In the 1800’s, Pierre-aimi Lair published a study of strange fire deaths entitled “On the combustion of the human body, produced by the long and immoderate use of spiritous liquors.” Lair was convinced that the deaths were caused by alcohol and he published his work in an effort to curb the enthusiasm for excessive drinking. Lair evaluated roughly 15 cases and presented his criteria.

  1. All victims excessive drinkers.
  2. Women are the only victims.
  3. All victims older.
  4. All lit by fire from internal source.
  5. Extremities left behind, largely unharmed.
  6. Water sometimes an accelerant. Water vaporized to steam instantly (as is the case with a grease fire.)
  7. Damage confined to victim.
  8. Body reduced to ash and soot.

Lair’s criteria applied to most of the cases he presented, but not all. As was the case with Rolli, information that didn’t fit the mold was largely ignored. Why even have criteria in the first place if it doesn’t serve to define what you’ve presented…? Who knows.
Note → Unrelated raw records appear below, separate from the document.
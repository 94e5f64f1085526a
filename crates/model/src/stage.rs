use crate::Document;
use serde::{Deserialize, Serialize};
use serde_json::Value;
use std::fmt;

/// Reason attached to an EOF stage when the queried collection does not exist.
pub const EOF_NONEXISTENT_NAMESPACE: &str = "nonExistentNamespace";

macro_rules! stage_names {
    ($($(#[$meta:meta])* $variant:ident => $name:literal),+ $(,)?) => {
        /// Tag of a plan stage, taken from the `stage` key.
        ///
        /// Names the server emits that are not listed here are kept verbatim in
        /// [`StageName::Other`].
        #[derive(Debug, Clone, PartialEq, Eq, Hash, Serialize, Deserialize)]
        #[serde(from = "String", into = "String")]
        pub enum StageName {
            $($(#[$meta])* $variant,)+
            Other(String),
        }

        impl StageName {
            pub fn as_str(&self) -> &str {
                match self {
                    $(StageName::$variant => $name,)+
                    StageName::Other(name) => name,
                }
            }
        }

        impl From<String> for StageName {
            fn from(name: String) -> Self {
                match name.as_str() {
                    $($name => StageName::$variant,)+
                    _ => StageName::Other(name),
                }
            }
        }
    };
}

stage_names! {
    /// Terminal stage producing no documents.
    Eof => "EOF",
    CollScan => "COLLSCAN",
    IxScan => "IXSCAN",
    Fetch => "FETCH",
    /// Blocking in-memory sort.
    Sort => "SORT",
    SortKeyGenerator => "SORT_KEY_GENERATOR",
    Limit => "LIMIT",
    Skip => "SKIP",
    ProjectionSimple => "PROJECTION_SIMPLE",
    ProjectionDefault => "PROJECTION_DEFAULT",
    ProjectionCovered => "PROJECTION_COVERED",
    Or => "OR",
    AndHash => "AND_HASH",
    AndSorted => "AND_SORTED",
    SortMerge => "SORT_MERGE",
    Count => "COUNT",
    CountScan => "COUNT_SCAN",
    DistinctScan => "DISTINCT_SCAN",
    ShardingFilter => "SHARDING_FILTER",
    Subplan => "SUBPLAN",
    CachedPlan => "CACHED_PLAN",
    IdHack => "IDHACK",
    ExpressIxScan => "EXPRESS_IXSCAN",
    ExpressClusteredIxScan => "EXPRESS_CLUSTERED_IXSCAN",
    Group => "GROUP",
    TextMatch => "TEXT_MATCH",
}

impl StageName {
    /// Stages that read through an index.
    pub fn is_index_access(&self) -> bool {
        matches!(
            self,
            StageName::IxScan
                | StageName::CountScan
                | StageName::DistinctScan
                | StageName::ExpressIxScan
                | StageName::ExpressClusteredIxScan
                | StageName::IdHack
        )
    }
}

impl From<StageName> for String {
    fn from(name: StageName) -> Self {
        match name {
            StageName::Other(name) => name,
            known => known.as_str().to_string(),
        }
    }
}

impl From<&str> for StageName {
    fn from(name: &str) -> Self {
        StageName::from(name.to_string())
    }
}

impl fmt::Display for StageName {
    fn fmt(&self, f: &mut fmt::Formatter<'_>) -> fmt::Result {
        f.write_str(self.as_str())
    }
}

/// Shape of an index key pattern.
#[derive(Debug, Clone, Copy, PartialEq, Eq, Hash, Serialize, Deserialize)]
pub enum IndexKind {
    #[serde(rename = "simple index")]
    Simple,
    #[serde(rename = "hashed index")]
    Hashed,
    #[serde(rename = "compound index")]
    Compound,
}

impl IndexKind {
    /// Classifies a key pattern such as `{"trip_time": 1}` or `{"a": "hashed"}`.
    /// Returns `None` for an empty pattern.
    pub fn classify(pattern: &Document) -> Option<IndexKind> {
        let mut keys = pattern.values();
        let first = keys.next()?;
        if keys.next().is_some() {
            return Some(IndexKind::Compound);
        }
        match first.as_str() {
            Some("hashed") => Some(IndexKind::Hashed),
            _ => Some(IndexKind::Simple),
        }
    }

    pub fn as_str(&self) -> &'static str {
        match self {
            IndexKind::Simple => "simple index",
            IndexKind::Hashed => "hashed index",
            IndexKind::Compound => "compound index",
        }
    }
}

impl fmt::Display for IndexKind {
    fn fmt(&self, f: &mut fmt::Formatter<'_>) -> fmt::Result {
        f.write_str(self.as_str())
    }
}

/// One node of a plan tree, as found under `winningPlan`, `rejectedPlans` and
/// `executionStages`.
#[derive(Debug, Clone, PartialEq, Serialize, Deserialize)]
#[serde(rename_all = "camelCase")]
pub struct PlanStage {
    pub stage: StageName,
    #[serde(rename = "type", default, skip_serializing_if = "Option::is_none")]
    pub kind: Option<String>,
    #[serde(default, skip_serializing_if = "Option::is_none")]
    pub is_cached: Option<bool>,

    #[serde(default, skip_serializing_if = "Option::is_none")]
    pub n_returned: Option<u64>,
    #[serde(default, skip_serializing_if = "Option::is_none")]
    pub execution_time_millis_estimate: Option<u64>,
    #[serde(default, skip_serializing_if = "Option::is_none")]
    pub works: Option<u64>,
    #[serde(default, skip_serializing_if = "Option::is_none")]
    pub advanced: Option<u64>,
    #[serde(default, skip_serializing_if = "Option::is_none")]
    pub need_time: Option<u64>,
    #[serde(default, skip_serializing_if = "Option::is_none")]
    pub need_yield: Option<u64>,
    #[serde(default, skip_serializing_if = "Option::is_none")]
    pub save_state: Option<u64>,
    #[serde(default, skip_serializing_if = "Option::is_none")]
    pub restore_state: Option<u64>,
    #[serde(rename = "isEOF", default, skip_serializing_if = "Option::is_none")]
    pub eof: Option<u64>,
    #[serde(default, skip_serializing_if = "Option::is_none")]
    pub docs_examined: Option<u64>,
    #[serde(default, skip_serializing_if = "Option::is_none")]
    pub keys_examined: Option<u64>,

    #[serde(default, skip_serializing_if = "Option::is_none")]
    pub index_name: Option<String>,
    #[serde(default, skip_serializing_if = "Option::is_none")]
    pub key_pattern: Option<Document>,
    #[serde(default, skip_serializing_if = "Option::is_none")]
    pub index_bounds: Option<Value>,
    #[serde(default, skip_serializing_if = "Option::is_none")]
    pub direction: Option<String>,
    #[serde(default, skip_serializing_if = "Option::is_none")]
    pub is_multi_key: Option<bool>,

    #[serde(default, skip_serializing_if = "Option::is_none")]
    pub sort_pattern: Option<Document>,
    #[serde(default, skip_serializing_if = "Option::is_none")]
    pub mem_limit: Option<u64>,
    #[serde(default, skip_serializing_if = "Option::is_none")]
    pub max_memory_usage_bytes: Option<u64>,
    #[serde(default, skip_serializing_if = "Option::is_none")]
    pub total_data_size_sorted: Option<u64>,
    #[serde(default, skip_serializing_if = "Option::is_none")]
    pub used_disk: Option<bool>,

    #[serde(default, skip_serializing_if = "Option::is_none")]
    pub filter: Option<Value>,

    #[serde(default, skip_serializing_if = "Option::is_none")]
    pub input_stage: Option<Box<PlanStage>>,
    #[serde(default, skip_serializing_if = "Vec::is_empty")]
    pub input_stages: Vec<PlanStage>,

    /// Stage-specific keys without a dedicated field.
    #[serde(flatten)]
    pub extra: Document,
}

impl PlanStage {
    /// Bare stage with no counters or children.
    pub fn new(stage: impl Into<StageName>) -> Self {
        PlanStage {
            stage: stage.into(),
            kind: None,
            is_cached: None,
            n_returned: None,
            execution_time_millis_estimate: None,
            works: None,
            advanced: None,
            need_time: None,
            need_yield: None,
            save_state: None,
            restore_state: None,
            eof: None,
            docs_examined: None,
            keys_examined: None,
            index_name: None,
            key_pattern: None,
            index_bounds: None,
            direction: None,
            is_multi_key: None,
            sort_pattern: None,
            mem_limit: None,
            max_memory_usage_bytes: None,
            total_data_size_sorted: None,
            used_disk: None,
            filter: None,
            input_stage: None,
            input_stages: Vec::new(),
            extra: Document::new(),
        }
    }

    pub fn with_input(mut self, child: PlanStage) -> Self {
        self.input_stage = Some(Box::new(child));
        self
    }

    pub fn is_eof(&self) -> bool {
        self.eof == Some(1)
    }

    /// True for an EOF stage produced because the namespace does not exist.
    pub fn is_nonexistent_namespace(&self) -> bool {
        self.stage == StageName::Eof && self.kind.as_deref() == Some(EOF_NONEXISTENT_NAMESPACE)
    }

    pub fn index_kind(&self) -> Option<IndexKind> {
        self.key_pattern.as_ref().and_then(IndexKind::classify)
    }

    /// Direct children, `inputStage` first.
    pub fn children(&self) -> impl DoubleEndedIterator<Item = &PlanStage> {
        self.input_stage.as_deref().into_iter().chain(self.input_stages.iter())
    }

    /// Pre-order, depth-first walk over this stage and all of its descendants.
    pub fn iter(&self) -> StageIter<'_> {
        StageIter { stack: vec![self] }
    }

    pub fn find(&self, name: &StageName) -> Option<&PlanStage> {
        self.iter().find(|stage| &stage.stage == name)
    }

    pub fn contains(&self, name: &StageName) -> bool {
        self.find(name).is_some()
    }

    /// Number of stages on the longest root-to-leaf path.
    pub fn depth(&self) -> usize {
        1 + self.children().map(PlanStage::depth).max().unwrap_or(0)
    }
}

pub struct StageIter<'a> {
    stack: Vec<&'a PlanStage>,
}

impl<'a> Iterator for StageIter<'a> {
    type Item = &'a PlanStage;

    fn next(&mut self) -> Option<Self::Item> {
        let stage = self.stack.pop()?;
        self.stack.extend(stage.children().rev());
        Some(stage)
    }
}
Over the next 100 years, the existence of SHC was hotly debated. The wick method was presented, stating that the human body could be burned using its own fat stores. Like a candle is fed by wax that is melted and vaporized, feeding the wick and, when combined with oxygen, maintains the flame, it was theorized that the human body could feed itself in the same way. However, this method was filed away with previous possible causes.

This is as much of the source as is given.